The main message I took away is that a surprisingly small percentage of starred GitHub repositories are owned by women. A priori, I expected maybe 20% of these repositories to have female owners. That expectation was a hunch / guesstimate / feeling. It wasn’t based on any data, and I imagine it was highly influenced by my (female) vantage point. That said, available data suggests that probably more than 5% of the code out there today is written by women: preliminary data estimates that 12.3% of software engineers are women, Google’s number is 17%, and just under 20% of B.A.s in CS were awarded to women in 2010. So what’s happening with this data? Why are such a small percentage of these repositories identified as having female owners? I have several unresearched explanations:

  • Really only ~5% of the somewhat-starred repositories on GitHub are written by women
  • Lots of the authors falling in the “neutral” category identify as women. (I’d say this is pretty likely. But even unreasonably assuming that all the neutral classifications are women still leaves us with a majority-male-authored set of repositories).
  • Women are using gender-neutral or male names on their public profiles on purpose to avoid harassment or exclusivity (there’s research on this; thanks Kelsey for pointing me toward this)
  • Women aren’t publicizing their code by putting it on GitHub at the same rate men are
  • Repositories with female authors get starred at lower frequencies
  • There were misclassification issues with the algorithm used to predict gender (though this would only skew results if misclassifications in one direction, i.e., incorrectly labeling female names as male, were more common than misclassifications in the other direction)
  • ??? (I’m sure there are more theories to be researched)

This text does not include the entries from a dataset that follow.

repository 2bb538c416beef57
// Interview session records: idempotent merge of completion events.

pub mod handlers;
pub mod merge;
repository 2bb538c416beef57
//! Offer sub-record and its merge rules.
//!
//! Every write to a candidate's offer goes through [`Offer::apply`], both for the
//! Postgres store (inside a `FOR UPDATE` transaction) and the in-memory test store,
//! so poll and webhook paths share one deterministic policy:
//!
//! - A status for any envelope other than the current one is dropped.
//! - `docusign_status` mirrors the most recently applied provider status until the
//!   envelope reaches `Completed`, `Declined` or `Voided`. After that only a replay of
//!   the same terminal status is accepted.
//! - `signed_at`, `rejected_at` and `signed_document_url` are first-write-wins.
//!   Replaying `completed` never moves the signing time.
//! - Creating a new envelope starts a fresh round and clears the previous round's stamps.

use chrono::{DateTime, Utc};
use serde::{Deserialize, Serialize};

/// Internal offer outcome. `None` on the record means no offer has been sent.
#[derive(Debug, Clone, Copy, PartialEq, Eq, Serialize, Deserialize)]
pub enum OfferStatus {
    Sent,
    Signed,
    Declined,
}

/// Envelope lifecycle in the internal vocabulary.
///
/// Provider values outside the fixed table are kept verbatim in `Other`.
#[derive(Debug, Clone, PartialEq, Eq, Serialize, Deserialize)]
#[serde(from = "String", into = "String")]
pub enum EnvelopeStatus {
    Draft,
    Sent,
    Delivered,
    Completed,
    Declined,
    Voided,
    Other(String),
}

impl EnvelopeStatus {
    /// Maps a raw provider status (`created`, `sent`, ...) to the internal vocabulary.
    pub fn from_provider(raw: &str) -> Self {
        match raw.trim().to_ascii_lowercase().as_str() {
            "created" => EnvelopeStatus::Draft,
            "sent" => EnvelopeStatus::Sent,
            "delivered" => EnvelopeStatus::Delivered,
            "completed" => EnvelopeStatus::Completed,
            "declined" => EnvelopeStatus::Declined,
            "voided" => EnvelopeStatus::Voided,
            _ => EnvelopeStatus::Other(raw.to_string()),
        }
    }

    pub fn as_str(&self) -> &str {
        match self {
            EnvelopeStatus::Draft => "Draft",
            EnvelopeStatus::Sent => "Sent",
            EnvelopeStatus::Delivered => "Delivered",
            EnvelopeStatus::Completed => "Completed",
            EnvelopeStatus::Declined => "Declined",
            EnvelopeStatus::Voided => "Voided",
            EnvelopeStatus::Other(raw) => raw,
        }
    }

    pub fn is_terminal(&self) -> bool {
        matches!(
            self,
            EnvelopeStatus::Completed | EnvelopeStatus::Declined | EnvelopeStatus::Voided
        )
    }
}

impl From<String> for EnvelopeStatus {
    fn from(value: String) -> Self {
        match value.as_str() {
            "Draft" => EnvelopeStatus::Draft,
            "Sent" => EnvelopeStatus::Sent,
            "Delivered" => EnvelopeStatus::Delivered,
            "Completed" => EnvelopeStatus::Completed,
            "Declined" => EnvelopeStatus::Declined,
            "Voided" => EnvelopeStatus::Voided,
            _ => EnvelopeStatus::Other(value),
        }
    }
}

impl From<EnvelopeStatus> for String {
    fn from(value: EnvelopeStatus) -> Self {
        value.as_str().to_string()
    }
}

#[derive(Debug, Clone, Default, PartialEq, Serialize, Deserialize)]
#[serde(default)]
pub struct Offer {
    pub status: Option<OfferStatus>,
    pub docusign_status: Option<EnvelopeStatus>,
    pub docusign_envelope_id: Option<String>,
    pub job_title: Option<String>,
    pub salary: Option<String>,
    pub start_date: Option<String>,
    pub sent_at: Option<DateTime<Utc>>,
    pub signed_at: Option<DateTime<Utc>>,
    pub rejected_at: Option<DateTime<Utc>>,
    pub signed_document_url: Option<String>,
}

/// A single mutation of the offer sub-record.
#[derive(Debug, Clone, PartialEq)]
pub enum OfferChange {
    /// A new envelope was created and sent.
    Sent {
        envelope_id: String,
        job_title: Option<String>,
        salary: Option<String>,
        start_date: Option<String>,
        at: DateTime<Utc>,
    },
    /// A provider status observed by poll or webhook for `envelope_id`.
    Status {
        envelope_id: String,
        status: EnvelopeStatus,
        at: DateTime<Utc>,
        signed_document_url: Option<String>,
    },
}

impl OfferChange {
    /// Envelope id this change introduces, if any. Stores index it alongside the write.
    pub fn new_envelope_id(&self) -> Option<&str> {
        match self {
            OfferChange::Sent { envelope_id, .. } => Some(envelope_id),
            OfferChange::Status { .. } => None,
        }
    }
}

/// What [`Offer::apply`] did with a change.
#[derive(Debug, Clone, Copy, PartialEq, Eq)]
pub enum OfferWrite {
    Applied,
    /// The status belongs to an envelope the offer no longer tracks.
    StaleEnvelope,
    /// The envelope already reached a different terminal status.
    Settled,
}

/// An offer after a store write, with what the write did.
#[derive(Debug, Clone, PartialEq)]
pub struct OfferUpdate {
    pub offer: Offer,
    pub write: OfferWrite,
}

impl Offer {
    #[must_use]
    pub fn apply(&mut self, change: &OfferChange) -> OfferWrite {
        match change {
            OfferChange::Sent {
                envelope_id,
                job_title,
                salary,
                start_date,
                at,
            } => {
                self.status = Some(OfferStatus::Sent);
                self.docusign_status = Some(EnvelopeStatus::Sent);
                self.docusign_envelope_id = Some(envelope_id.clone());
                self.job_title = job_title.clone().or(self.job_title.take());
                self.salary = salary.clone().or(self.salary.take());
                self.start_date = start_date.clone().or(self.start_date.take());
                self.sent_at = Some(*at);
                self.signed_at = None;
                self.rejected_at = None;
                self.signed_document_url = None;
                OfferWrite::Applied
            }
            OfferChange::Status {
                envelope_id,
                status,
                at,
                signed_document_url,
            } => {
                if self.docusign_envelope_id.as_deref() != Some(envelope_id.as_str()) {
                    return OfferWrite::StaleEnvelope;
                }
                if let Some(current) = &self.docusign_status {
                    if current.is_terminal() && current != status {
                        return OfferWrite::Settled;
                    }
                }

                self.docusign_status = Some(status.clone());
                match status {
                    EnvelopeStatus::Completed => {
                        self.status = Some(OfferStatus::Signed);
                        self.signed_at.get_or_insert(*at);
                        if self.signed_document_url.is_none() {
                            self.signed_document_url = signed_document_url.clone();
                        }
                    }
                    EnvelopeStatus::Declined => {
                        self.status = Some(OfferStatus::Declined);
                        self.rejected_at.get_or_insert(*at);
                    }
                    _ => {}
                }
                OfferWrite::Applied
            }
        }
    }
}
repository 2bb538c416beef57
use axum::Json;
use serde_json::{json, Value};

/// GET /health
/// Returns a simple status object with service version.
pub async fn health_handler() -> Json<Value> {
    Json(json!({
        "status": "ok",
        "version": env!("CARGO_PKG_VERSION"),
        "service": "talent-api"
    }))
}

I’m in the process of investigating the star issue with another dataset: last week I collected a large random sample of all public GitHub repositories (regardless of fork status or stargazer count). I’m also interested in seeing if the gender patterns have changed at all over time. Analysis coming soon!

the bigger picture

Most of the starred repositories on GitHub are owned by men, regardless of language.

I’d like this to change. I want more folks identifying as women to write code and put it up on GitHub and have it out there being used by other people. There are so, so many reasons I want to see this:

  • As said by the Ada Initiative: Open technology is a powerful social force. I want women to be a visible part of that force.
  • As said by Kelsey Gilmore-Innis: Jobs in programming pay well, and I think it’s important to broaden the base of economic power in terms of gender and race and a whole lot of other things. While a programming job is a few steps beyond putting code up on GitHub, writing and publicizing code is definitely a part of developing a tech career.
  • Inspired by this 2/21/14 post: I value radical inclusivity, and I want it in science and technology. I think diversity encourages radical inclusivity while monocultures (along almost any dimension) discourage it.

Digging into the data on who is doing programming was fun, and I learned a lot. But I wish the results had been different.